The company has three defined divisions, their biggest from a sales perspective is their Orthopaedics division, then Medsurg and lastly a more specialised division, NeuroTech and Spine. A JP Morgan medical conference presentation from their investor relations website breaks it down perfectly, a picture tells you everything you need to know:



The future looks exceptionally good for a business of this nature. Technology advances are going to work exceptionally well alongside a business of this nature. The company talks of advancing 3D printing of knees, revision cones as well as newer spine therapies. A quick browse through the orthopaedics product catalogue on the website -> Stryker Orthopaedics, gives you a good reminder that the future is here already.

The growth will continue to be via specialty acquisitions, the integration of Mako surgical is now complete (deal done in December 2013), don't confuse this with another purchase of Muka Metal, a maker of specialised hospital beds in Turkey. The company announced a newer purchase at the beginning of the week, they are buying a privately held business called Sage for 2.775 billion Dollars. As per the presentation, Sage "develops, manufactures and distributes disposable products targeted at reducing "Never Events," primarily in the ICU and MedSurg hospital unit setting".

"Never events" is a relatively new term, introduced by a MD by the name of Ken Kizer, it refers to procedures on the wrong body part, or on the wrong patient even. Here the NHS lists their definitions and guidelines for Never Events. It is a pretty smart acquisition all round and complimentary business, that adds just over 4 percent to total sales.

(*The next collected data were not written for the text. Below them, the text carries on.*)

/// End-to-end tests of the session-authenticated pages
///
/// Every test builds its own app over fresh in-memory stores.

mod common;

use axum::http::{header, StatusCode};
use common::{body_string, location, session_cookie, set_cookies, TestContext};

const REGISTERED: &str = "user created successfully, please login";
const BAD_LOGIN: &str = "login or password is incorrect";

#[tokio::test]
async fn test_register_then_login() {
    let ctx = TestContext::new();

    let response = ctx.register("u@x.com", "p1", "").await;
    assert_eq!(response.status(), StatusCode::SEE_OTHER);
    assert_eq!(location(&response), Some("/login"));

    let response = ctx.login_response("u@x.com", "p1", None).await;
    assert_eq!(response.status(), StatusCode::SEE_OTHER);
    assert_eq!(location(&response), Some("/dashboard"));

    let cookie = set_cookies(&response)
        .into_iter()
        .find(|c| c.starts_with("sid="))
        .unwrap();
    assert!(cookie.contains("HttpOnly"));
    assert!(cookie.contains("SameSite=Lax"));
    assert!(cookie.contains("Path=/"));
    assert!(cookie.contains("Max-Age=3600"));
    assert!(!cookie.contains("Secure"));
}

#[tokio::test]
async fn test_registration_flash_shown_exactly_once() {
    let ctx = TestContext::new();

    let response = ctx.register("u@x.com", "p1", "").await;
    let cookie = session_cookie(&response).expect("anonymous session carries the flash");

    let page = body_string(ctx.get("/login", Some(&cookie)).await).await;
    assert!(page.contains(REGISTERED));

    let page = body_string(ctx.get("/login", Some(&cookie)).await).await;
    assert!(!page.contains(REGISTERED));
}

#[tokio::test]
async fn test_duplicate_normalized_email_rejected() {
    let ctx = TestContext::new();
    ctx.register("a@b.com", "p1", "").await;

    let response = ctx.register("A@B.com ", "p2", "").await;
    assert_eq!(response.status(), StatusCode::SEE_OTHER);
    assert_eq!(location(&response), Some("/register"));

    let cookie = session_cookie(&response).unwrap();
    let page = body_string(ctx.get("/register", Some(&cookie)).await).await;
    assert!(page.contains("user exists"));

    // The original password still works, the second one was never stored
    let response = ctx.login_response("a@b.com", "p2", None).await;
    assert_eq!(response.status(), StatusCode::OK);
    ctx.login("a@b.com", "p1").await;
}

#[tokio::test]
async fn test_invalid_registration_flashes_reason() {
    let ctx = TestContext::new();

    let response = ctx.register("not-an-email", "p1", "").await;
    assert_eq!(location(&response), Some("/register"));
    let cookie = session_cookie(&response).unwrap();
    let page = body_string(ctx.get("/register", Some(&cookie)).await).await;
    assert!(page.contains("a valid email is required"));

    let response = ctx.post_form("/register", "email=u%40x.com", None).await;
    assert_eq!(location(&response), Some("/register"));
    let cookie = session_cookie(&response).unwrap();
    let page = body_string(ctx.get("/register", Some(&cookie)).await).await;
    assert!(page.contains("password is required"));
}

#[tokio::test]
async fn test_wrong_password_and_unknown_email_are_identical() {
    let ctx = TestContext::new();
    ctx.register("u@x.com", "p1", "").await;

    let wrong_password = ctx.login_response("u@x.com", "nope", None).await;
    let unknown_email = ctx.login_response("ghost@x.com", "p1", None).await;

    assert_eq!(wrong_password.status(), StatusCode::OK);
    assert_eq!(unknown_email.status(), StatusCode::OK);
    assert!(set_cookies(&wrong_password).is_empty());
    assert!(set_cookies(&unknown_email).is_empty());

    let wrong_password = body_string(wrong_password).await;
    let unknown_email = body_string(unknown_email).await;
    assert!(wrong_password.contains(BAD_LOGIN));
    assert_eq!(wrong_password, unknown_email);
}

#[tokio::test]
async fn test_empty_login_form_gets_generic_error() {
    let ctx = TestContext::new();

    let response = ctx.post_form("/login", "", None).await;
    assert_eq!(response.status(), StatusCode::OK);
    assert!(body_string(response).await.contains(BAD_LOGIN));
}

#[tokio::test]
async fn test_dashboard_requires_session() {
    let ctx = TestContext::new();

    let response = ctx.get("/dashboard", None).await;
    assert_eq!(response.status(), StatusCode::SEE_OTHER);
    assert_eq!(location(&response), Some("/login"));

    let response = ctx.get("/dashboard", Some("sid=garbage")).await;
    assert_eq!(location(&response), Some("/login"));

    let response = ctx
        .get("/dashboard", Some("sid=tg_0123456789abcdefghijABCDEFGHIJklmnopqrstu"))
        .await;
    assert_eq!(location(&response), Some("/login"));
}

#[tokio::test]
async fn test_anonymous_flash_session_does_not_open_dashboard() {
    let ctx = TestContext::new();

    let response = ctx.register("u@x.com", "p1", "").await;
    let cookie = session_cookie(&response).unwrap();

    let response = ctx.get("/dashboard", Some(&cookie)).await;
    assert_eq!(location(&response), Some("/login"));
}

#[tokio::test]
async fn test_admin_dashboard_lists_only_admin_tasks() {
    let ctx = TestContext::new();
    ctx.seed_tasks(&[
        ("admin", "Rotate signing keys"),
        ("user", "Update profile"),
        ("admin", "Review audit log"),
    ])
    .await;

    ctx.register("u@x.com", "p1", "admin").await;
    let cookie = ctx.login("u@x.com", "p1").await;

    let response = ctx.get("/dashboard", Some(&cookie)).await;
    assert_eq!(response.status(), StatusCode::OK);
    assert_eq!(
        response.headers().get(header::CACHE_CONTROL).unwrap(),
        "no-store"
    );

    let page = body_string(response).await;
    assert!(page.contains("u@x.com"));
    assert!(page.contains("Rotate signing keys"));
    assert!(page.contains("Review audit log"));
    assert!(!page.contains("Update profile"));
    assert!(page.contains("href=\"/logout\""));
}

#[tokio::test]
async fn test_dashboard_without_matching_tasks() {
    let ctx = TestContext::new();
    ctx.seed_tasks(&[("admin", "Rotate signing keys")]).await;

    ctx.register("u@x.com", "p1", "").await;
    let cookie = ctx.login("u@x.com", "p1").await;

    let page = body_string(ctx.get("/dashboard", Some(&cookie)).await).await;
    assert!(page.contains("No tasks for your role."));
    assert!(!page.contains("Rotate signing keys"));
}

#[tokio::test]
async fn test_logout_destroys_session() {
    let ctx = TestContext::new();
    ctx.register("u@x.com", "p1", "").await;
    let cookie = ctx.login("u@x.com", "p1").await;
    let token = cookie.trim_start_matches("sid=").to_string();

    assert!(ctx.sessions.resolve(&token).await.unwrap().is_some());

    let response = ctx.get("/logout", Some(&cookie)).await;
    assert_eq!(response.status(), StatusCode::SEE_OTHER);
    assert_eq!(location(&response), Some("/login"));
    assert!(set_cookies(&response)
        .iter()
        .any(|c| c.starts_with("sid=;") && c.contains("Max-Age=0")));

    assert!(ctx.sessions.resolve(&token).await.unwrap().is_none());

    let response = ctx.get("/dashboard", Some(&cookie)).await;
    assert_eq!(location(&response), Some("/login"));
}

#[tokio::test]
async fn test_logout_twice_is_harmless() {
    let ctx = TestContext::new();
    ctx.register("u@x.com", "p1", "").await;
    let cookie = ctx.login("u@x.com", "p1").await;

    for _ in 0..2 {
        let response = ctx.get("/logout", Some(&cookie)).await;
        assert_eq!(response.status(), StatusCode::SEE_OTHER);
        assert_eq!(location(&response), Some("/login"));
    }

    let response = ctx.get("/logout", None).await;
    assert_eq!(response.status(), StatusCode::SEE_OTHER);
}

#[tokio::test]
async fn test_login_replaces_previous_session() {
    let ctx = TestContext::new();
    ctx.register("u@x.com", "p1", "").await;

    let first = ctx.login("u@x.com", "p1").await;
    let response = ctx.login_response("u@x.com", "p1", Some(&first)).await;
    let second = session_cookie(&response).unwrap();
    assert_ne!(first, second);

    let response = ctx.get("/dashboard", Some(&first)).await;
    assert_eq!(location(&response), Some("/login"));

    let response = ctx.get("/dashboard", Some(&second)).await;
    assert_eq!(response.status(), StatusCode::OK);
}

#[tokio::test]
async fn test_nav_reflects_session() {
    let ctx = TestContext::new();

    let page = body_string(ctx.get("/", None).await).await;
    assert!(page.contains("href=\"/login\""));
    assert!(!page.contains("href=\"/logout\""));

    ctx.register("u@x.com", "p1", "").await;
    let cookie = ctx.login("u@x.com", "p1").await;

    let page = body_string(ctx.get("/", Some(&cookie)).await).await;
    assert!(page.contains("href=\"/logout\""));
    assert!(page.contains("u@x.com"));
}

#[tokio::test]
async fn test_purge_keeps_live_sessions() {
    let ctx = TestContext::new();
    ctx.register("u@x.com", "p1", "").await;
    ctx.login("u@x.com", "p1").await;

    // Nothing has expired yet: both the flash session and the login survive
    assert_eq!(ctx.sessions.purge_expired().await.unwrap(), 0);
    assert_eq!(ctx.session_store.len().await, 2);
}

And almost all of the Sage business is inside of the US, only 5 percent outside, which means that there is more room for growth. These products are all designed to significantly reduce hospital acquired conditions, as well as improve the healthcare workers safety. Plus Sage is currently number one in a 1.8 billion Dollar market. As Stryker point out, 30 billion Dollars is spent annually in the US to treat the conditions that Sage can prevent, there are hospitals, patients, healthcare workers and medical insurance companies all on the same page here as far as priorities are concerned.

Growth will also come via pushing the business internationally, the sales split last year was 71 percent US and the rest being international sales. There is strong sales momentum in Europe, that recovery story should continue. Whilst this may not seem like the most exciting business at face value, their products are pushing medical science boundaries to improve the lives of many. And whilst society ages and is in desperate need for new knees, hips, as well as careful spinal products, it also improves the quality of life of all of us. To give someone the gift of less pain is worth more than the money shelled out, relative of course. As the world gets richer, so more of these products and procedures will become everyday and commonplace.

Whilst I don't see a runaway share price from here, I do think that this is one of the best business in this space globally, from the research that we have done at Vestact. We remain conviction buy, most especially if the stock sags from here. Remain patient (excuse the pun), lie in waiting, this company will certainly reward you in the long run.